Housing (and barracks) are a huge driver of dissatisfaction in the NZDF, especially the Army. We are frequently posted around the country, so buying and renting is at the whim of a very volatile housing market. If you were unlucky enough to buy at the peak of the housing bubble and then sell say at the end of last year, six figure losses were in order. The 6 year limitation is blunt and punitive against those who move around the country and can’t amass a property portfolio around the country. Woe betide you if you go through something like a divorce after your 6 years in NZDF housing are up.
It’s getting worse. Andrew Little announced with great fanfare that he had secured as part of the budget $70 Million for 50 houses in Waiouru, 6 houses in Burnham and 7 in Linton / Ohakea. Just one catch – the Waiouru houses were going to be constructed by the local Iwi. And then presumably managed and owned by the Iwi.
These better be some bloody good houses at more than $1M a pop – remember, the land costs nothing! These are purely construction costs.
I put in an OIA to find out more details about it.
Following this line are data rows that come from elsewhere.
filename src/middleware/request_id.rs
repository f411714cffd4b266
use axum::{
    body::Body,
    extract::Request,
    http::HeaderValue,
    middleware::Next,
    response::Response,
};
use uuid::Uuid;

/// Header carrying the request ID on both requests and responses
pub const REQUEST_ID_HEADER: &str = "x-request-id";

/// Request-scoped ID stored in request extensions
#[derive(Clone, Copy, Debug)]
pub struct RequestId(pub Uuid);

impl std::fmt::Display for RequestId {
    fn fmt(&self, f: &mut std::fmt::Formatter<'_>) -> std::fmt::Result {
        write!(f, "{}", self.0)
    }
}

/// Middleware that attaches a request ID to every request.
///
/// A client-supplied `x-request-id` is reused when it parses as a UUID;
/// otherwise a fresh one is generated. The ID is stored in request
/// extensions and echoed on the response.
pub async fn request_id_middleware(mut request: Request, next: Next) -> Response {
    let request_id = request
        .headers()
        .get(REQUEST_ID_HEADER)
        .and_then(|header| header.to_str().ok())
        .and_then(|value| Uuid::parse_str(value).ok())
        .map(RequestId)
        .unwrap_or_else(|| RequestId(Uuid::new_v4()));

    request.extensions_mut().insert(request_id);

    let mut response = next.run(request).await;

    if let Ok(value) = HeaderValue::from_str(&request_id.to_string()) {
        response.headers_mut().insert(REQUEST_ID_HEADER, value);
    }

    response
}

/// Span factory for tower-http's TraceLayer that includes the request ID
pub fn make_span_with_request_id(request: &Request<Body>) -> tracing::Span {
    let request_id = request
        .extensions()
        .get::<RequestId>()
        .map(ToString::to_string)
        .unwrap_or_else(|| "unknown".to_string());

    tracing::info_span!(
        "http_request",
        method = %request.method(),
        uri = %request.uri(),
        request_id = %request_id,
    )
}
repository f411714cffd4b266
pub mod handlers;
pub mod routes;
pub mod state;

pub use routes::create_router;
pub use state::AppState;
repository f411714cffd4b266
use std::collections::HashMap;
use std::sync::Arc;

use tokio::sync::RwLock;
use uuid::Uuid;

use crate::models::{Favourite, Recipe};

/// Shared application state
#[derive(Clone)]
pub struct AppState {
    pub inner: Arc<RwLock<AppStateInner>>,
}

/// Inner state that can be modified
#[derive(Default)]
pub struct AppStateInner {
    pub recipes: HashMap<Uuid, Recipe>,
    /// Insertion-ordered; one entry per (user, recipe) pair
    pub favourites: Vec<Favourite>,
}

impl Default for AppState {
    fn default() -> Self {
        Self::new()
    }
}

impl AppState {
    /// Creates a new empty application state
    pub fn new() -> Self {
        Self {
            inner: Arc::new(RwLock::new(AppStateInner::default())),
        }
    }
}
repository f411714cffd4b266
use std::collections::HashMap;

use serde::Serialize;

use crate::models::{Difficulty, MealType, Recipe};

/// One entry in the cooking-time ranking
#[derive(Debug, Clone, Serialize, PartialEq, Eq)]
pub struct RankedRecipe {
    pub name: String,
    pub cooking_time: u32,
}

/// Summary statistics over a filtered recipe set, feeding the results
/// table and charts.
///
/// Count maps only carry keys that occur in the input; an empty input
/// yields empty maps and an empty ranking.
#[derive(Debug, Clone, Default, Serialize, PartialEq)]
pub struct AggregateSummary {
    pub meal_type_counts: HashMap<MealType, usize>,
    pub difficulty_counts: HashMap<Difficulty, usize>,
    pub cooking_time_ranking: Vec<RankedRecipe>,
}

/// Computes summary statistics over a set of recipes.
///
/// The ranking is sorted ascending by cooking time; ties keep the
/// input's relative order.
pub fn aggregate(recipes: &[Recipe]) -> AggregateSummary {
    let mut meal_type_counts: HashMap<MealType, usize> = HashMap::new();
    let mut difficulty_counts: HashMap<Difficulty, usize> = HashMap::new();

    for recipe in recipes {
        *meal_type_counts.entry(recipe.meal_type).or_insert(0) += 1;
        *difficulty_counts.entry(recipe.difficulty).or_insert(0) += 1;
    }

    let mut cooking_time_ranking: Vec<RankedRecipe> = recipes
        .iter()
        .map(|recipe| RankedRecipe {
            name: recipe.name.clone(),
            cooking_time: recipe.cooking_time,
        })
        .collect();
    // Vec::sort_by_key is stable, so ties keep their input order
    cooking_time_ranking.sort_by_key(|entry| entry.cooking_time);

    AggregateSummary {
        meal_type_counts,
        difficulty_counts,
        cooking_time_ranking,
    }
}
Turns out that Andrew Little has announced the project very prematurely, and “negotiations are still ongoing”:

It’s a total of $85 million to build 61 houses. $1.39 Million per house!!!!! These better be mansions! Of course, they won’t be.
Because the truth of this is that Andrew Little has not secured additional funding for NZDF houses. He has been willingly manipulated by the Maori Caucus in Labour to divert NZDF funding to local Iwi. I calculate that he could have used the funding to build 120 houses, allowing for a (very) generous $500,000 per house. With the downturn in NZ’s construction sector, I’m quite confident that GJ Gardiner or any other residential building company can easily throw up some simple 3 or 4 bedroom houses straight off the plans.
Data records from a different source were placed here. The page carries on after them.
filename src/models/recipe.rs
use chrono::{DateTime, Utc};
use serde::{Deserialize, Serialize};
use std::fmt::Display;
use uuid::Uuid;

/// Categorical tag for when a recipe is typically served
#[derive(Debug, Clone, Copy, PartialEq, Eq, Hash, Serialize, Deserialize)]
#[serde(rename_all = "lowercase")]
pub enum MealType {
    Breakfast,
    Lunch,
    Dinner,
    Snack,
    Drink,
    Dessert,
}

impl MealType {
    /// Parses a meal type from its lowercase wire form, `None` if unrecognized
    pub fn from_str_opt(s: &str) -> Option<Self> {
        match s.to_ascii_lowercase().as_str() {
            "breakfast" => Some(Self::Breakfast),
            "lunch" => Some(Self::Lunch),
            "dinner" => Some(Self::Dinner),
            "snack" => Some(Self::Snack),
            "drink" => Some(Self::Drink),
            "dessert" => Some(Self::Dessert),
            _ => None,
        }
    }

    pub fn as_str(self) -> &'static str {
        match self {
            Self::Breakfast => "breakfast",
            Self::Lunch => "lunch",
            Self::Dinner => "dinner",
            Self::Snack => "snack",
            Self::Drink => "drink",
            Self::Dessert => "dessert",
        }
    }
}

impl Display for MealType {
    fn fmt(&self, f: &mut std::fmt::Formatter<'_>) -> std::fmt::Result {
        write!(f, "{}", self.as_str())
    }
}

/// Difficulty label derived from cooking time and ingredient count.
/// Never accepted from clients; recomputed before every write.
#[derive(Debug, Clone, Copy, PartialEq, Eq, Hash, Serialize, Deserialize)]
#[serde(rename_all = "lowercase")]
pub enum Difficulty {
    Easy,
    Medium,
    Hard,
}

impl Difficulty {
    /// Parses a difficulty from its lowercase wire form, `None` if unrecognized
    pub fn from_str_opt(s: &str) -> Option<Self> {
        match s.to_ascii_lowercase().as_str() {
            "easy" => Some(Self::Easy),
            "medium" => Some(Self::Medium),
            "hard" => Some(Self::Hard),
            _ => None,
        }
    }

    pub fn as_str(self) -> &'static str {
        match self {
            Self::Easy => "easy",
            Self::Medium => "medium",
            Self::Hard => "hard",
        }
    }
}

impl Display for Difficulty {
    fn fmt(&self, f: &mut std::fmt::Formatter<'_>) -> std::fmt::Result {
        write!(f, "{}", self.as_str())
    }
}

/// A recipe shared on the platform
#[derive(Debug, Clone, Serialize, PartialEq)]
pub struct Recipe {
    /// Unique identifier for the recipe
    pub id: Uuid,
    /// Display name
    pub name: String,
    /// Short description of the recipe
    pub description: String,
    /// Step-by-step cooking instructions
    pub instructions: String,
    /// Comma-separated free text; parsed on demand
    pub ingredients: String,
    /// Preparation time in minutes
    pub prep_time: u32,
    /// Cooking time in minutes
    pub cooking_time: u32,
    /// Derived from cooking time and ingredient count
    pub difficulty: Difficulty,
    pub meal_type: MealType,
    /// User who created the recipe, if known
    pub owner: Option<Uuid>,
    pub created_at: DateTime<Utc>,
}

#[cfg(test)]
mod tests {
    use super::*;

    #[test]
    fn test_meal_type_serde_lowercase() {
        let json = serde_json::to_string(&MealType::Breakfast).unwrap();
        assert_eq!(json, "\"breakfast\"");

        let deserialized: MealType = serde_json::from_str("\"dessert\"").unwrap();
        assert_eq!(deserialized, MealType::Dessert);
    }

    #[test]
    fn test_meal_type_from_str_opt() {
        assert_eq!(MealType::from_str_opt("dinner"), Some(MealType::Dinner));
        assert_eq!(MealType::from_str_opt("DINNER"), Some(MealType::Dinner));
        assert_eq!(MealType::from_str_opt("brunch"), None);
    }

    #[test]
    fn test_difficulty_serde_lowercase() {
        let json = serde_json::to_string(&Difficulty::Medium).unwrap();
        assert_eq!(json, "\"medium\"");

        let deserialized: Difficulty = serde_json::from_str("\"hard\"").unwrap();
        assert_eq!(deserialized, Difficulty::Hard);
    }

    #[test]
    fn test_difficulty_from_str_opt() {
        assert_eq!(Difficulty::from_str_opt("easy"), Some(Difficulty::Easy));
        assert_eq!(Difficulty::from_str_opt("Easy"), Some(Difficulty::Easy));
        assert_eq!(Difficulty::from_str_opt("intermediate"), None);
    }

    #[test]
    fn test_display_matches_wire_form() {
        assert_eq!(MealType::Snack.to_string(), "snack");
        assert_eq!(Difficulty::Hard.to_string(), "hard");
    }
}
And who loses here – NZDF families. There is still no actual plan to fix the housing and barracks crisis in the NZDF. Just more money going to the grievance industry that is go-governance.
National started it.
The above seems a very strange set up MS.
As a total outsider I would have thought the Army would have had:
1. Land available to build said houses on.
2. Engineers to overseer structures to make sure they were solid and compliant with local by laws with perhaps local council sign off on completion.
3. Carpenters to do the actual building.
4. Personnel on fatigues to do landscaping etc.
All of the above 4 would include some , perhaps even a majority of, Maori personnel.
Therefore no need for outside Iwi involvement whatsoever.
Boy the (so called) Maori Caucus must have Hipkins, Little and co firmly by the short and curlies.
I lived in Waiouru for many years. Great place (in some ways). My old house at 22 Weir Terrace is long gone. Why are they building new ones? My old house might be worth $100,000 tops. Giving the contract to a tribe is a rort.
And there is consternation that people are leaving the military in droves.